Collected data entries:
/---
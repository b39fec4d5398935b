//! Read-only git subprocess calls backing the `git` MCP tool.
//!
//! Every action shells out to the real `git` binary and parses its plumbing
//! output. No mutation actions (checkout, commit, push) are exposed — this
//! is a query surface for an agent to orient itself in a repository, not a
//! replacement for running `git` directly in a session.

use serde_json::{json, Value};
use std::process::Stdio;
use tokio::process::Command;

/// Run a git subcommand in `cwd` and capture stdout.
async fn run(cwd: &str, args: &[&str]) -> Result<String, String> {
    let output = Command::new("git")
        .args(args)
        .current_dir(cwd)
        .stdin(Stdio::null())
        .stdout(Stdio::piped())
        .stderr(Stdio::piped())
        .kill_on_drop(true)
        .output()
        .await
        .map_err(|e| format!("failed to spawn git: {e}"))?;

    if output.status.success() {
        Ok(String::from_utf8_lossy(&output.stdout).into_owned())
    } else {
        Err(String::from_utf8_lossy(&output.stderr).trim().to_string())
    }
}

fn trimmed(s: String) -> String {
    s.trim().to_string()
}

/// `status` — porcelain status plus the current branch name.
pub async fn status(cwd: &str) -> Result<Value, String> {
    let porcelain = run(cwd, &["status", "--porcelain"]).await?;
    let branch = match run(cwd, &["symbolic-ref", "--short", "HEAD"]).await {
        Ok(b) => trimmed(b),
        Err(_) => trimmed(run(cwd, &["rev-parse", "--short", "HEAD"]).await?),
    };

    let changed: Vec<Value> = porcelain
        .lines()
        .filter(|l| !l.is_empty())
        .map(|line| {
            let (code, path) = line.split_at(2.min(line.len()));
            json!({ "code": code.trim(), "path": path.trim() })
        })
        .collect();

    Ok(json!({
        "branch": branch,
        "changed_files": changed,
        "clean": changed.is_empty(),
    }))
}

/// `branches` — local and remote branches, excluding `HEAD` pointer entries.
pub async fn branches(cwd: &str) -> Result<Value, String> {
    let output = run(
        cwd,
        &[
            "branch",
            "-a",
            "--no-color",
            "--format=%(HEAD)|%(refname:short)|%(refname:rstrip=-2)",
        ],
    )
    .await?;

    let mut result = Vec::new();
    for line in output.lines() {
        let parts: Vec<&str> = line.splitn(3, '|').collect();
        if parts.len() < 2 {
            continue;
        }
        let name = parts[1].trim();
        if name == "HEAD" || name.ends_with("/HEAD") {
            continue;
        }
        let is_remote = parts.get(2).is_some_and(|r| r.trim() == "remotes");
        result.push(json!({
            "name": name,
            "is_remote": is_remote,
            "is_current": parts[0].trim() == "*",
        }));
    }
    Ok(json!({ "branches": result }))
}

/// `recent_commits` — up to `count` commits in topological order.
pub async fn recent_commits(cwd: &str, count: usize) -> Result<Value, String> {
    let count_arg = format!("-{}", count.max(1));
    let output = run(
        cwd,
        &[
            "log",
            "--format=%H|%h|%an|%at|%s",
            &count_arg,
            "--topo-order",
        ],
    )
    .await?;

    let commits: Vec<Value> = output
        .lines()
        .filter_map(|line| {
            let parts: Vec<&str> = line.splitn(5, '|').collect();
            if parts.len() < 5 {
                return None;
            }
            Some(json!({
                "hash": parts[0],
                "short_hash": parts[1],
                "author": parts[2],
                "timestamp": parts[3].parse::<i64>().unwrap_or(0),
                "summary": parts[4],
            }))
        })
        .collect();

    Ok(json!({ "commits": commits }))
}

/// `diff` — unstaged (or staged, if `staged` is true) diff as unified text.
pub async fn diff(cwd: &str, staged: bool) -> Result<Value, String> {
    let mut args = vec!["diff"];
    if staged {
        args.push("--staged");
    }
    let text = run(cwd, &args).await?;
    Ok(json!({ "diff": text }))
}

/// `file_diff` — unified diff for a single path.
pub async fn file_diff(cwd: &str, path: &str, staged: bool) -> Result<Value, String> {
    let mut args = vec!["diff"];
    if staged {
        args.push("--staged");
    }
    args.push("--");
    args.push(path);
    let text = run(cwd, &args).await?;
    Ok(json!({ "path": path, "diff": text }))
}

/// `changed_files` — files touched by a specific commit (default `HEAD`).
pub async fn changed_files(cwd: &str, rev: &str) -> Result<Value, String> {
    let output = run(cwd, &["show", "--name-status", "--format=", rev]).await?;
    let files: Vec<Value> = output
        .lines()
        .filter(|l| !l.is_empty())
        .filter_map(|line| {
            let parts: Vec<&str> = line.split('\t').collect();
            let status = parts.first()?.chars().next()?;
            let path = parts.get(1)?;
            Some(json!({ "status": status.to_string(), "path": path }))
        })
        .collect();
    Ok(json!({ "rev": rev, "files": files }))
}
\---
/---
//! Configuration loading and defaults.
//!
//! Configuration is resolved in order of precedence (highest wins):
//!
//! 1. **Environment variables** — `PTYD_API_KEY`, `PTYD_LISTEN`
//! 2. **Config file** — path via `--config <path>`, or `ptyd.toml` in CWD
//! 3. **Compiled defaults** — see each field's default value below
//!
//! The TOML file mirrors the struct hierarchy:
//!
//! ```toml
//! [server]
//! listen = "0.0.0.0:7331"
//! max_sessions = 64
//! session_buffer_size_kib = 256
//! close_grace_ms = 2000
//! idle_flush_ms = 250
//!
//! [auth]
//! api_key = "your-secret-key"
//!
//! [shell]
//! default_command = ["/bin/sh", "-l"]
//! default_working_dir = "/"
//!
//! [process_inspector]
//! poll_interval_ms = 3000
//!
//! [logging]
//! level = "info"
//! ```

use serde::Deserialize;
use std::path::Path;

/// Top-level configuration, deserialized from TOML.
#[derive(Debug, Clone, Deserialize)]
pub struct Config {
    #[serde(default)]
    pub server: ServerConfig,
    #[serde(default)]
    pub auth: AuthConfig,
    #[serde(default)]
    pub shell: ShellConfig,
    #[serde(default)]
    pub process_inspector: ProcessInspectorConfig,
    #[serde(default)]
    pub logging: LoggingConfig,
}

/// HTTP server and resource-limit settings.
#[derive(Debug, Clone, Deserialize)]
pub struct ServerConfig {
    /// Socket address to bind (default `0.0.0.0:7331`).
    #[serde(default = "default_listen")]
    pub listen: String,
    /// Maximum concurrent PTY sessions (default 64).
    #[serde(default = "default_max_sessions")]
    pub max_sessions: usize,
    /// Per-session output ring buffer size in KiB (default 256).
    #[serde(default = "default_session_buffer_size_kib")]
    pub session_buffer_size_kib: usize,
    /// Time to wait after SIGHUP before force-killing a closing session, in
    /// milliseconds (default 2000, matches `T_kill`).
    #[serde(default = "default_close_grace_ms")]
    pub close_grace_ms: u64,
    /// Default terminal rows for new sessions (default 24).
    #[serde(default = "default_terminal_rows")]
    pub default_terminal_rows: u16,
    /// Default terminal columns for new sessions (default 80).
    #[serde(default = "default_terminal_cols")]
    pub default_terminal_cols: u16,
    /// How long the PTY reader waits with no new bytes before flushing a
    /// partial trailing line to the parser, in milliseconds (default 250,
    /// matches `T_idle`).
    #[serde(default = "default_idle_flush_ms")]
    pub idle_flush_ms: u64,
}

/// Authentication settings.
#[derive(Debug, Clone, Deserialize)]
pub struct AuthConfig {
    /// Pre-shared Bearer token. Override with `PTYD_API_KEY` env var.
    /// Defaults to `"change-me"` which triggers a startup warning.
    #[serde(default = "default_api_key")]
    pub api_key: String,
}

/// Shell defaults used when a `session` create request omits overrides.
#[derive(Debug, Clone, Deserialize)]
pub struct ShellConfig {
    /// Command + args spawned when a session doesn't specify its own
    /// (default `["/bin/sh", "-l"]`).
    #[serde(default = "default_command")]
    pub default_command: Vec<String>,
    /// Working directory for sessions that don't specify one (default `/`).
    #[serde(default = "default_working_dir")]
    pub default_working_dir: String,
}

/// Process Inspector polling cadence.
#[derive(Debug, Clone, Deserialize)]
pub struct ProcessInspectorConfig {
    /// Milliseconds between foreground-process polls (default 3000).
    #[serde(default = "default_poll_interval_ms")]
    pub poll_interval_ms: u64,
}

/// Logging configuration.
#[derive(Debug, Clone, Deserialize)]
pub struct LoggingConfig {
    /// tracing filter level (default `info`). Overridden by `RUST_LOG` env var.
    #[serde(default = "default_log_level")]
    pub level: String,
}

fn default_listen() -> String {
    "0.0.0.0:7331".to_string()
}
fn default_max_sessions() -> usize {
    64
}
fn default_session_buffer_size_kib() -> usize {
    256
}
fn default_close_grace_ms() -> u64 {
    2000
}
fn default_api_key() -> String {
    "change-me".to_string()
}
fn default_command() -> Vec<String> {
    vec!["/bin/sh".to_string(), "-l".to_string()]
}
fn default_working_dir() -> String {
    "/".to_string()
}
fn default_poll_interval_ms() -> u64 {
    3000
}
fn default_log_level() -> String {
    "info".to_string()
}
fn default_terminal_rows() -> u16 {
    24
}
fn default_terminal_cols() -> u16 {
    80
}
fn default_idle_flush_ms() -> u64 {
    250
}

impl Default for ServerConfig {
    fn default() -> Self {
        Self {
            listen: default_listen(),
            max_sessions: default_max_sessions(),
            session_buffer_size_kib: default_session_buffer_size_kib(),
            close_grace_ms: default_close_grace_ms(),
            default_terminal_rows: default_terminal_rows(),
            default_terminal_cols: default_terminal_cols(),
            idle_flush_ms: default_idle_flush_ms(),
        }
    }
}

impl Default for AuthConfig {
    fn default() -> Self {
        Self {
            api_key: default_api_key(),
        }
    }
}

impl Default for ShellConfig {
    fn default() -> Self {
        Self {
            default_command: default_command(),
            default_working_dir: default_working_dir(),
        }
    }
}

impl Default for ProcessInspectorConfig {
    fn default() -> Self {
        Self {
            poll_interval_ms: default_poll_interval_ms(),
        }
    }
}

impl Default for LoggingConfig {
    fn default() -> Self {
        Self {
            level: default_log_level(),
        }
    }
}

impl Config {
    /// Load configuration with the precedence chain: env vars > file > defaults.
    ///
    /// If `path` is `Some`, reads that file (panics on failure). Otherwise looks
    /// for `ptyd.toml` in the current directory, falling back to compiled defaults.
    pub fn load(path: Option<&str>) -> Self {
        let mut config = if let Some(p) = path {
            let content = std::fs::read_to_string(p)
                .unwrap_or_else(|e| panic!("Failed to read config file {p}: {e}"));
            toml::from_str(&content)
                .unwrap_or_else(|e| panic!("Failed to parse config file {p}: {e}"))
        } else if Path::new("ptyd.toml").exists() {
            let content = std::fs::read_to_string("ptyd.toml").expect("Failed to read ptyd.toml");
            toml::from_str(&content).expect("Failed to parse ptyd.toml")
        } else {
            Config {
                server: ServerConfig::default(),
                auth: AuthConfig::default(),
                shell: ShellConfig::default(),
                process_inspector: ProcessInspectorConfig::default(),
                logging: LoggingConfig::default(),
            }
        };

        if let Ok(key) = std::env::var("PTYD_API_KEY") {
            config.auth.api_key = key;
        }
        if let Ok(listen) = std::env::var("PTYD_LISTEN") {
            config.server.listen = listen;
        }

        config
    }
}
\---
__WHAT IS NEEDED__:
Looking at the entries above, find how many lines include the word "unified" and write that number alone.

__EXERCISE SOLUTION__:
2